I'm posting this diary in hope that other people can relate and know theyre not alone;a word i use ironically.
A typical day for me will be dreading what mood my lad is in,he can switch from being really loving and being overwheming with his clingyness to a verbally and physically abuse monster.
Today has been one of the better days.
Although upon getting home after being out a couple of hours to feed the chickens and check on the sheep i have,i was initially greeted with a cheery hiya mum whilst he stood outside watching me come up the path- which i thought great,as i knew it was past his time for going to the local country park for his chips.
Then wham i opened the door, in anger he'd ripped up all the letters of upcoming appointments we/i have;verbally exploded about why i hadnt woke him nor waited for him to wake [which on occasions will not surface till late afternoon,due to him not getting to sleep].
The verbal continues through the day of being called f###ing stupid,fat cow f###ing idiot,bitch,lazy cow usless etc etc.....
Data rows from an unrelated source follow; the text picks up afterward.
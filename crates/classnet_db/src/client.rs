//! Connection pool behind the device registry
//!
//! One `sqlx::Any` pool, so the registry SQL runs unchanged against whichever
//! driver the URL names.

use crate::error::DbError;
use classnet_config::DatabaseConfig;
use sqlx::any::{AnyConnectOptions, AnyPoolOptions};
use sqlx::Pool;
use std::path::Path;
use std::str::FromStr;
use std::time::Duration;
use tracing::{debug, error, info};

const ACQUIRE_TIMEOUT: Duration = Duration::from_secs(3);

#[derive(Debug, Clone)]
pub struct DbClient {
    pool: Pool<sqlx::Any>,
}

impl DbClient {
    pub async fn from_config(db_config: &DatabaseConfig) -> Result<Self, DbError> {
        if db_config.url.trim().is_empty() {
            return Err(DbError::ConfigError("database.url is empty".to_string()));
        }
        Self::from_url(&db_config.url).await
    }

    /// Connect to `db_url`. A file-backed sqlite database is created on first use.
    pub async fn from_url(db_url: &str) -> Result<Self, DbError> {
        if db_url.trim().is_empty() {
            return Err(DbError::UrlError("empty database url".to_string()));
        }
        sqlx::any::install_default_drivers();

        let options = AnyConnectOptions::from_str(db_url)?;
        let target = SqliteTarget::of(db_url);
        if let SqliteTarget::File(path) = target {
            create_sqlite_file(Path::new(path))?;
        }

        let pool = target
            .pool_options()
            .connect_with(options)
            .await
            .map_err(|e| {
                error!(error = %e, "could not open database pool");
                DbError::PoolError(e.to_string())
            })?;

        info!(in_memory = matches!(target, SqliteTarget::Memory), "database pool ready");
        Ok(Self { pool })
    }

    pub fn pool(&self) -> &Pool<sqlx::Any> {
        &self.pool
    }

    /// Run a statement without bind parameters, returning the affected rows.
    pub async fn execute(&self, statement: &str) -> Result<u64, DbError> {
        sqlx::query(statement)
            .execute(&self.pool)
            .await
            .map(|done| done.rows_affected())
            .map_err(|e| DbError::QueryError(e.to_string()))
    }

    pub async fn is_healthy(&self) -> bool {
        sqlx::query("SELECT 1").execute(&self.pool).await.is_ok()
    }
}

/// What a database URL means for sqlite-specific pool handling.
#[derive(Debug, Clone, Copy, PartialEq, Eq)]
enum SqliteTarget<'a> {
    Memory,
    File(&'a str),
    NotSqlite,
}

impl<'a> SqliteTarget<'a> {
    fn of(db_url: &'a str) -> Self {
        let Some(rest) = db_url
            .strip_prefix("sqlite://")
            .or_else(|| db_url.strip_prefix("sqlite:"))
        else {
            return Self::NotSqlite;
        };
        if rest.contains(":memory:") || rest.contains("mode=memory") {
            return Self::Memory;
        }
        match rest.split('?').next() {
            Some(path) if !path.is_empty() => Self::File(path),
            _ => Self::NotSqlite,
        }
    }

    fn pool_options(self) -> AnyPoolOptions {
        match self {
            // Each new connection to :memory: is a separate empty database,
            // so the pool holds exactly one for its whole lifetime.
            Self::Memory => AnyPoolOptions::new()
                .max_connections(1)
                .min_connections(1)
                .idle_timeout(None)
                .max_lifetime(None)
                .acquire_timeout(ACQUIRE_TIMEOUT),
            _ => AnyPoolOptions::new()
                .max_connections(5)
                .idle_timeout(Duration::from_secs(600))
                .acquire_timeout(ACQUIRE_TIMEOUT),
        }
    }
}

// AnyConnectOptions has no create_if_missing.
fn create_sqlite_file(path: &Path) -> Result<(), DbError> {
    if path.exists() {
        return Ok(());
    }
    if let Some(dir) = path.parent().filter(|d| !d.as_os_str().is_empty()) {
        std::fs::create_dir_all(dir).map_err(|e| {
            DbError::PoolError(format!("cannot create {}: {}", dir.display(), e))
        })?;
    }
    debug!(path = %path.display(), "creating sqlite database file");
    std::fs::File::create(path)
        .map(|_| ())
        .map_err(|e| DbError::PoolError(format!("cannot create {}: {}", path.display(), e)))
}

#[cfg(test)]
mod tests {
    use super::*;

    #[test]
    fn classifies_urls() {
        assert_eq!(SqliteTarget::of("sqlite::memory:"), SqliteTarget::Memory);
        assert_eq!(
            SqliteTarget::of("sqlite:file:registry?mode=memory&cache=shared"),
            SqliteTarget::Memory
        );
        assert_eq!(
            SqliteTarget::of("sqlite:data/classnet.db"),
            SqliteTarget::File("data/classnet.db")
        );
        assert_eq!(
            SqliteTarget::of("sqlite://data/classnet.db?mode=rwc"),
            SqliteTarget::File("data/classnet.db")
        );
        assert_eq!(
            SqliteTarget::of("postgres://localhost/classnet"),
            SqliteTarget::NotSqlite
        );
    }

    #[tokio::test]
    async fn in_memory_pool_is_healthy() {
        let client = DbClient::from_url("sqlite::memory:").await.unwrap();
        assert!(client.is_healthy().await);
        assert_eq!(client.execute("CREATE TABLE t (x INTEGER)").await.unwrap(), 0);
    }

    #[tokio::test]
    async fn empty_url_is_rejected() {
        let err = DbClient::from_url("").await.unwrap_err();
        assert!(matches!(err, DbError::UrlError(_)));
    }
}
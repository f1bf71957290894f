// --- File: crates/classnet_agent/src/logic.rs ---

use chrono::{DateTime, Utc};
use classnet_common::models::AdminPrincipal;
use classnet_common::{auth_invalid, auth_missing, not_found, ClassnetError};
use classnet_config::{default_bootstrap_files, AppConfig};
use classnet_tokens::{looks_like_device_token, EnrollmentVerdict};
use serde::{Deserialize, Serialize};
use std::sync::Arc;
use tracing::{debug, info};

use crate::distribution::{Distribution, Manifest, ManifestEntry};
use crate::handlers::{DistributionState, EnrollmentState};
use crate::script::render_enrollment_script;

// --- Request / response types ---

#[cfg_attr(feature = "openapi", derive(utoipa::ToSchema))]
#[derive(Debug, Clone, Serialize, Deserialize)]
#[serde(rename_all = "camelCase")]
pub struct ManifestResponse {
    pub success: bool,
    pub version: String,
    pub files: Vec<ManifestEntry>,
}

impl From<&Manifest> for ManifestResponse {
    fn from(manifest: &Manifest) -> Self {
        Self {
            success: true,
            version: manifest.version.clone(),
            files: manifest.files.clone(),
        }
    }
}

#[derive(Debug, Clone, Default, Deserialize)]
pub struct FileQuery {
    pub path: Option<String>,
}

#[cfg_attr(feature = "openapi", derive(utoipa::ToSchema))]
#[derive(Debug, Clone, Serialize, Deserialize)]
#[serde(rename_all = "camelCase")]
pub struct TicketResponse {
    pub success: bool,
    pub enrollment_token: String,
    pub expires_at: DateTime<Utc>,
}

/// Who may read a distribution.
#[derive(Debug, Clone, Copy, PartialEq, Eq)]
pub enum Audience {
    /// Registered machines, by device token.
    Device,
    /// Machines being installed, by any valid enrollment ticket.
    Enrollment,
}

// --- Authorization ---

/// Check the bearer credential a distribution requires. Every failure is 401.
pub async fn authorize_download(
    state: &DistributionState,
    bearer: Option<&str>,
) -> Result<(), ClassnetError> {
    let bearer = bearer.ok_or_else(|| auth_missing("Authorization required"))?;

    match state.audience {
        Audience::Device => {
            if !looks_like_device_token(bearer) {
                return Err(auth_missing("Invalid device token"));
            }
            let hash = state.issuer.device_token_hash(bearer);
            match state.devices.find_by_token_hash(&hash).await? {
                Some(device) => {
                    debug!(hostname = %device.hostname, distribution = state.distribution.name(), "Download authorized");
                    Ok(())
                }
                None => Err(auth_missing("Invalid device token")),
            }
        }
        Audience::Enrollment => state
            .issuer
            .decode_enrollment_token(bearer)
            .map(|claims| {
                debug!(classroom = %claims.classroom_id, distribution = state.distribution.name(), "Bootstrap download authorized");
            })
            .ok_or_else(|| auth_missing("Invalid enrollment token")),
    }
}

// --- Distribution operations ---

async fn blocking<T, F>(distribution: &Arc<Distribution>, f: F) -> Result<T, ClassnetError>
where
    T: Send + 'static,
    F: FnOnce(&Distribution) -> Result<T, crate::error::AgentError> + Send + 'static,
{
    let distribution = distribution.clone();
    let result = tokio::task::spawn_blocking(move || f(&distribution))
        .await
        .map_err(crate::error::AgentError::from)?;
    Ok(result?)
}

pub async fn current_manifest(distribution: &Arc<Distribution>) -> Result<Arc<Manifest>, ClassnetError> {
    blocking(distribution, |d| d.manifest()).await
}

/// Bytes of one manifest entry. A missing or empty path is 400, anything not
/// in the manifest is 404.
pub async fn manifest_file(
    distribution: &Arc<Distribution>,
    path: Option<String>,
) -> Result<Vec<u8>, ClassnetError> {
    let path = path
        .map(|p| p.trim().to_string())
        .filter(|p| !p.is_empty())
        .ok_or_else(|| classnet_common::validation_error("path is required"))?;

    blocking(distribution, move |d| d.read_file(&path))
        .await?
        .ok_or_else(|| not_found("File not found"))
}

// --- Enrollment operations ---

/// Resolve the admin behind a bearer credential. Unknown credentials are 401.
pub async fn authenticate_admin(
    state: &EnrollmentState,
    bearer: Option<&str>,
) -> Result<AdminPrincipal, ClassnetError> {
    let bearer = bearer.ok_or_else(|| auth_missing("Authorization required"))?;
    state
        .admins
        .authenticate(bearer)
        .await?
        .ok_or_else(|| auth_missing("Invalid admin credential"))
}

/// Mint an enrollment ticket for an existing classroom the admin may manage.
pub async fn issue_ticket(
    state: &EnrollmentState,
    principal: &AdminPrincipal,
    classroom_id: &str,
) -> Result<TicketResponse, ClassnetError> {
    let classroom = state
        .catalog
        .classroom_by_id(classroom_id)
        .await?
        .ok_or_else(|| not_found("Classroom not found"))?;

    let ticket = state.issuer.issue_enrollment_ticket(&classroom.id, principal)?;
    info!(
        admin = %principal.name,
        classroom = %classroom.id,
        expires_at = %ticket.expires_at,
        "Enrollment ticket issued"
    );

    Ok(TicketResponse {
        success: true,
        enrollment_token: ticket.token,
        expires_at: ticket.expires_at,
    })
}

/// The bootstrap entry point the enrollment script runs.
pub fn installer_path(config: &AppConfig) -> String {
    config
        .agent
        .as_ref()
        .and_then(|agent| agent.bootstrap_files.first().cloned())
        .or_else(|| default_bootstrap_files().into_iter().next())
        .unwrap_or_default()
}

/// Render the enrollment script once the ticket checks out for `classroom_id`.
pub fn enrollment_script(
    state: &EnrollmentState,
    bearer: Option<&str>,
    classroom_id: &str,
) -> Result<String, ClassnetError> {
    let token = bearer.ok_or_else(|| auth_missing("Authorization required"))?;

    match state.issuer.verify_enrollment_token(token, classroom_id) {
        EnrollmentVerdict::Ok(claims) => {
            debug!(classroom = %claims.classroom_id, "Enrollment script served");
            Ok(render_enrollment_script(
                &state.config.server.base_url(),
                &claims.classroom_id,
                token,
                &installer_path(&state.config),
            ))
        }
        EnrollmentVerdict::ScopeMismatch => {
            debug!(classroom = %classroom_id, "Enrollment ticket used for another classroom");
            Err(auth_invalid("Enrollment token is not valid for this classroom"))
        }
        EnrollmentVerdict::Invalid => Err(auth_missing("Invalid enrollment token")),
    }
}
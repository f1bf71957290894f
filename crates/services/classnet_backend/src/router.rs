// --- File: crates/services/classnet_backend/src/router.rs ---
use axum::{extract::State, routing::get, Json, Router};
use classnet_agent::{agent_routes, bootstrap_routes, enrollment_routes, Distribution};
use classnet_common::features::{
    is_agent_updates_enabled, is_bootstrap_enabled, is_enrollment_enabled,
};
use classnet_common::ClassnetError;
use classnet_db::DbClient;
use serde::Serialize;
use std::sync::Arc;
use std::time::Duration;
use tower_http::timeout::TimeoutLayer;
use tower_http::trace::TraceLayer;
use tracing::info;

use crate::app_state::AppState;

#[derive(Debug, Serialize)]
pub struct HealthResponse {
    pub status: &'static str,
    /// `"ok"`, `"unavailable"` or `"memory"` when no database is configured.
    pub database: &'static str,
}

async fn health(State(db): State<Option<DbClient>>) -> Json<HealthResponse> {
    let database = match &db {
        Some(client) if client.is_healthy().await => "ok",
        Some(_) => "unavailable",
        None => "memory",
    };
    Json(HealthResponse {
        status: "ok",
        database,
    })
}

fn api_router(state: &AppState) -> Result<Router, ClassnetError> {
    let config = &state.config;

    let mut router = Router::new().merge(classnet_machines::routes(
        config.clone(),
        state.issuer.clone(),
        state.devices.clone(),
        state.catalog.clone(),
    ));

    if let Some(agent) = config.agent.as_ref().filter(|_| is_agent_updates_enabled(config)) {
        let distribution = Arc::new(Distribution::agent(agent)?);
        info!(files = distribution.files().len(), root = %distribution.root().display(), "Agent updates enabled");
        router = router.nest(
            "/agent/windows",
            agent_routes(state.issuer.clone(), state.devices.clone(), distribution),
        );
    }

    if let Some(agent) = config.agent.as_ref().filter(|_| is_bootstrap_enabled(config)) {
        let distribution = Arc::new(Distribution::bootstrap(agent)?);
        info!(files = distribution.files().len(), "Bootstrap downloads enabled");
        router = router.nest(
            "/agent/windows/bootstrap",
            bootstrap_routes(state.issuer.clone(), state.devices.clone(), distribution),
        );
    }

    if is_enrollment_enabled(config) {
        info!("Enrollment enabled");
        router = router.nest(
            "/enroll",
            enrollment_routes(
                config.clone(),
                state.issuer.clone(),
                state.catalog.clone(),
                state.admins.clone(),
            ),
        );
    }

    Ok(router)
}

#[cfg(feature = "openapi")]
fn swagger_router() -> Router {
    use classnet_agent::doc::AgentApiDoc;
    use classnet_machines::doc::MachinesApiDoc;
    use classnet_policy::doc::PolicyApiDoc;
    use utoipa::openapi::security::{HttpAuthScheme, HttpBuilder, SecurityScheme};
    use utoipa::{Modify, OpenApi};
    use utoipa_swagger_ui::SwaggerUi;

    struct BearerAuth;

    impl Modify for BearerAuth {
        fn modify(&self, openapi: &mut utoipa::openapi::OpenApi) {
            let components = openapi.components.get_or_insert_with(Default::default);
            components.add_security_scheme(
                "bearer",
                SecurityScheme::Http(HttpBuilder::new().scheme(HttpAuthScheme::Bearer).build()),
            );
        }
    }

    #[derive(OpenApi)]
    #[openapi(
        info(
            title = "classnet API",
            version = "0.1.0",
            description = "Device registration, policy delivery and agent distribution"
        ),
        modifiers(&BearerAuth),
        servers((url = "/api", description = "Main API prefix"))
    )]
    struct ApiDoc;

    let mut openapi_doc = ApiDoc::openapi();
    openapi_doc.merge(MachinesApiDoc::openapi());
    openapi_doc.merge(AgentApiDoc::openapi());
    openapi_doc.merge(PolicyApiDoc::openapi());
    info!("Swagger UI available at /api/docs");

    SwaggerUi::new("/api/docs")
        .url("/api/docs/openapi.json", openapi_doc)
        .into()
}

/// The complete application: `/api` routes, policy routes at the root and `/health`.
///
/// The request timeout only bounds `/api`. A slow catalog on the policy feed
/// must still end in a document or the sentinel, never a 408.
pub fn build_router(state: &AppState) -> Result<Router, ClassnetError> {
    let policy = classnet_policy::routes(
        state.issuer.clone(),
        state.devices.clone(),
        state.catalog.clone(),
    );

    let timeout = Duration::from_secs(state.config.server.request_timeout_secs.max(1));
    let api = api_router(state)?.layer(TimeoutLayer::new(timeout));

    #[allow(unused_mut)]
    let mut app = Router::new()
        .route("/health", get(health))
        .with_state(state.db.clone())
        .nest("/api", api)
        .merge(policy);

    #[cfg(feature = "openapi")]
    {
        app = app.merge(swagger_router());
    }

    Ok(app.layer(TraceLayer::new_for_http()))
}
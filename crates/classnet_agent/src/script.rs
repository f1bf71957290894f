//! Enrollment script rendering.

pub const SCRIPT_CONTENT_TYPE: &str = "text/x-powershell; charset=utf-8";

const TEMPLATE: &str = r#"# classnet enrollment
$ErrorActionPreference = 'Stop'

$ApiBase = '{{api_base}}'
$ClassroomId = '{{classroom_id}}'
$EnrollmentToken = '{{enrollment_token}}'
$Headers = @{ Authorization = "Bearer $EnrollmentToken" }

$Stage = Join-Path $env:TEMP ('classnet-' + [guid]::NewGuid().ToString('N'))
New-Item -ItemType Directory -Path $Stage | Out-Null

$Manifest = Invoke-RestMethod -Uri "$ApiBase/api/agent/windows/bootstrap/latest.json" -Headers $Headers
foreach ($Entry in $Manifest.files) {
    $Target = Join-Path $Stage $Entry.path
    New-Item -ItemType Directory -Force -Path (Split-Path -Parent $Target) | Out-Null
    $Uri = "$ApiBase/api/agent/windows/bootstrap/file?path=" + [uri]::EscapeDataString($Entry.path)
    Invoke-WebRequest -Uri $Uri -Headers $Headers -OutFile $Target -UseBasicParsing
    $Hash = (Get-FileHash -Algorithm SHA256 -Path $Target).Hash.ToLowerInvariant()
    if ($Hash -ne $Entry.sha256) {
        throw "Integrity check failed for $($Entry.path)"
    }
}

& (Join-Path $Stage '{{installer}}') -ApiBase $ApiBase -ClassroomId $ClassroomId -EnrollmentToken $EnrollmentToken
"#;

/// Quote a value for a single-quoted PowerShell string.
fn ps_literal(value: &str) -> String {
    value.replace('\'', "''")
}

/// Render the script an installer runs to enroll into `classroom_id`.
///
/// `installer` is the bootstrap entry point, relative to the release root.
pub fn render_enrollment_script(
    api_base: &str,
    classroom_id: &str,
    enrollment_token: &str,
    installer: &str,
) -> String {
    TEMPLATE
        .replace("{{api_base}}", &ps_literal(api_base.trim_end_matches('/')))
        .replace("{{classroom_id}}", &ps_literal(classroom_id))
        .replace("{{enrollment_token}}", &ps_literal(enrollment_token))
        .replace("{{installer}}", &ps_literal(installer))
}
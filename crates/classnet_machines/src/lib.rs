// --- File: crates/classnet_machines/src/lib.rs ---

pub mod handlers; // Axum handlers
pub mod logic; // Registration and rotation
pub mod routes; // Router for this crate
#[cfg(feature = "openapi")]
pub mod doc;


pub use handlers::MachinesState;
pub use routes::routes;
// --- File: crates/classnet_machines/src/logic.rs ---

use chrono::{DateTime, Utc};
use classnet_common::models::{Classroom, Device, DeviceUpsert};
use classnet_common::{auth_invalid, not_found, validation_error, ClassnetError};
use classnet_tokens::{EnrollmentClaims, TokenIssuer};
use serde::{Deserialize, Serialize};
use tracing::{debug, info};

use crate::handlers::MachinesState;

// Longest DNS name.
const MAX_HOSTNAME_LEN: usize = 253;

// --- Request / response types ---

/// Body of `POST /api/machines/register`.
///
/// Every field is optional at the type level so that a missing field is
/// reported as a validation error after authentication, never before.
#[cfg_attr(feature = "openapi", derive(utoipa::ToSchema))]
#[derive(Debug, Clone, Default, Deserialize)]
#[serde(rename_all = "camelCase")]
pub struct RegisterRequest {
    pub hostname: Option<String>,
    pub classroom_name: Option<String>,
    pub classroom_id: Option<String>,
    pub version: Option<String>,
}

#[cfg_attr(feature = "openapi", derive(utoipa::ToSchema))]
#[derive(Debug, Clone, Serialize, Deserialize, PartialEq)]
#[serde(rename_all = "camelCase")]
pub struct MachineInfo {
    pub hostname: String,
    pub classroom_id: String,
    pub version: Option<String>,
    pub registered_at: DateTime<Utc>,
    pub last_seen_at: DateTime<Utc>,
}

impl From<&Device> for MachineInfo {
    fn from(device: &Device) -> Self {
        Self {
            hostname: device.hostname.clone(),
            classroom_id: device.classroom_id.clone(),
            version: device.installed_version.clone(),
            registered_at: device.registered_at,
            last_seen_at: device.last_seen_at,
        }
    }
}

#[cfg_attr(feature = "openapi", derive(utoipa::ToSchema))]
#[derive(Debug, Clone, Serialize, Deserialize)]
#[serde(rename_all = "camelCase")]
pub struct RegisterResponse {
    pub success: bool,
    pub whitelist_url: String,
    pub machine: MachineInfo,
}

#[cfg_attr(feature = "openapi", derive(utoipa::ToSchema))]
#[derive(Debug, Clone, Serialize, Deserialize)]
#[serde(rename_all = "camelCase")]
pub struct RotateResponse {
    pub success: bool,
    pub whitelist_url: String,
}

#[cfg_attr(feature = "openapi", derive(utoipa::ToSchema))]
#[derive(Debug, Clone, Default, Deserialize)]
pub struct ValidateTokenRequest {
    pub token: Option<String>,
}

#[cfg_attr(feature = "openapi", derive(utoipa::ToSchema))]
#[derive(Debug, Clone, Serialize, Deserialize, PartialEq, Eq)]
pub struct ValidateTokenResponse {
    pub valid: bool,
}

/// What the registering caller proved.
#[derive(Debug, Clone)]
pub enum RegistrationCredential {
    /// The installation-wide registration token.
    RegistrationToken,
    /// An enrollment ticket, usable only for its own classroom.
    Enrollment(EnrollmentClaims),
}

/// Resolve a bearer value to a registration credential.
pub fn classify_credential(issuer: &TokenIssuer, bearer: &str) -> Option<RegistrationCredential> {
    if issuer.validate_registration_token(bearer) {
        return Some(RegistrationCredential::RegistrationToken);
    }
    issuer
        .decode_enrollment_token(bearer)
        .map(RegistrationCredential::Enrollment)
}

// --- Helpers ---

/// Trim and lowercase a hostname, rejecting empty or non-DNS values.
pub fn normalize_hostname(raw: &str) -> Option<String> {
    let hostname = raw.trim().to_ascii_lowercase();
    let valid = !hostname.is_empty()
        && hostname.len() <= MAX_HOSTNAME_LEN
        && hostname
            .bytes()
            .all(|b| b.is_ascii_alphanumeric() || b == b'-' || b == b'.' || b == b'_');
    valid.then_some(hostname)
}

/// The tokenized policy URL a device polls.
pub fn whitelist_url(base_url: &str, token: &str) -> String {
    format!("{}/w/{}/whitelist.txt", base_url.trim_end_matches('/'), token)
}

fn non_empty(value: &Option<String>) -> Option<&str> {
    value.as_deref().map(str::trim).filter(|v| !v.is_empty())
}

async fn resolve_classroom(
    state: &MachinesState,
    request: &RegisterRequest,
) -> Result<Classroom, ClassnetError> {
    let classroom = match (non_empty(&request.classroom_id), non_empty(&request.classroom_name)) {
        (Some(id), _) => state.catalog.classroom_by_id(id).await?,
        (None, Some(name)) => state.catalog.classroom_by_name(name).await?,
        (None, None) => return Err(validation_error("classroomName is required")),
    };
    classroom.ok_or_else(|| not_found("Classroom not found"))
}

// --- Operations ---

/// Register a machine or refresh its registration.
///
/// The caller has already been authenticated; this performs body validation,
/// classroom resolution, the scope check for enrollment tickets and the
/// upsert. A known hostname keeps its current token.
pub async fn register_machine(
    state: &MachinesState,
    credential: RegistrationCredential,
    request: RegisterRequest,
) -> Result<RegisterResponse, ClassnetError> {
    let raw_hostname =
        non_empty(&request.hostname).ok_or_else(|| validation_error("hostname is required"))?;
    let hostname = normalize_hostname(raw_hostname)
        .ok_or_else(|| validation_error("hostname contains invalid characters"))?;

    let classroom = resolve_classroom(state, &request).await?;

    if let RegistrationCredential::Enrollment(claims) = &credential {
        if claims.classroom_id != classroom.id {
            debug!(
                hostname = %hostname,
                ticket_classroom = %claims.classroom_id,
                classroom = %classroom.id,
                "Enrollment ticket used for another classroom"
            );
            return Err(auth_invalid("Enrollment token is not valid for this classroom"));
        }
    }

    let fresh = state.issuer.issue_device_token()?;
    let outcome = state
        .devices
        .upsert(DeviceUpsert {
            id: uuid::Uuid::new_v4().to_string(),
            hostname: hostname.clone(),
            classroom_id: classroom.id.clone(),
            installed_version: non_empty(&request.version).map(str::to_string),
            token_seed: fresh.seed.clone(),
            token_hash: fresh.hash.clone(),
            now: Utc::now(),
        })
        .await?;

    let token = if outcome.created {
        fresh.token
    } else {
        state.issuer.device_credential(&outcome.device.token_seed)?.token
    };

    info!(
        hostname = %outcome.device.hostname,
        classroom = %outcome.device.classroom_id,
        created = outcome.created,
        via_ticket = matches!(credential, RegistrationCredential::Enrollment(_)),
        "Machine registered"
    );

    Ok(RegisterResponse {
        success: true,
        whitelist_url: whitelist_url(&state.config.server.base_url(), &token),
        machine: MachineInfo::from(&outcome.device),
    })
}

/// Replace a machine's download token. The old token stops working at once.
pub async fn rotate_download_token(
    state: &MachinesState,
    raw_hostname: &str,
) -> Result<RotateResponse, ClassnetError> {
    let hostname = normalize_hostname(raw_hostname).ok_or_else(|| not_found("Machine not found"))?;

    let fresh = state.issuer.issue_device_token()?;
    let device = state
        .devices
        .rotate_token(&hostname, &fresh.seed, &fresh.hash, Utc::now())
        .await?
        .ok_or_else(|| not_found("Machine not found"))?;

    info!(
        hostname = %device.hostname,
        token = %&fresh.hash[..8],
        "Download token rotated"
    );

    Ok(RotateResponse {
        success: true,
        whitelist_url: whitelist_url(&state.config.server.base_url(), &fresh.token),
    })
}
//! Picks the registry backing from configuration

use crate::client::DbClient;
use crate::error::DbError;
use classnet_config::AppConfig;
use tracing::debug;

#[derive(Debug, Clone, Default)]
pub struct DbClientFactory;

impl DbClientFactory {
    pub fn new() -> Self {
        Self
    }

    /// Connect using the `[database]` section.
    ///
    /// `Ok(None)` when the section is absent, so the caller can fall back to
    /// the in-memory registry.
    pub async fn from_app_config(&self, config: &AppConfig) -> Result<Option<DbClient>, DbError> {
        match config.database.as_ref() {
            Some(db_config) => DbClient::from_config(db_config).await.map(Some),
            None => {
                debug!("no database configured");
                Ok(None)
            }
        }
    }
}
when i go to use the fryer later on in the evening it started to smoke as it hadnt been used in a while a small bit of oil got a bit too hot.....take in mind while this is happening and the build up of it,im beingcalled effing stupid , useless etc.while i was the backpart in to connect the bits which enables the power to connect i'm also being told [yelled at] thatim so dumb etc.....
About Me
- Tracy
- Lincoln, Lincolnshire, United Kingdom
- My name is Tracy i'm 43 years old a single mum to one boy,i live in Lincolnshire in the UK. As a child i was mainly by myself had few friends and was picked on,i found i was quiet contented drawing ,doodling doing puzzle books or up a tree- i often wondered why i drifted along,but stuck to my guns and wouldnt say i liked a certain pop group to be with the 'in crowd'.....yet i did have many a low moment and silently cry myself to sleep. Many years later- Back in 2001 i had a baby boy who now is 13 and diagnosed with Aspergers and ADHD. Its been a tough ride and has gotten harder and worse,especially as i think the terrible hormones are starting to kick in.Recognising many traits and behavours in myson as i was as a child it will be no supprise as an adult i too diagnosed with ADHD,and actually get off to sleep most nights without my head whirring round like a spin dryer,all thanks to medication. I have decided to write about some of my experiences of day to day life with the domestic abuse that i suffer from;which is dished out daily by my son. I know there are many other mothers and fathers out there who must be recieving the same kind of events.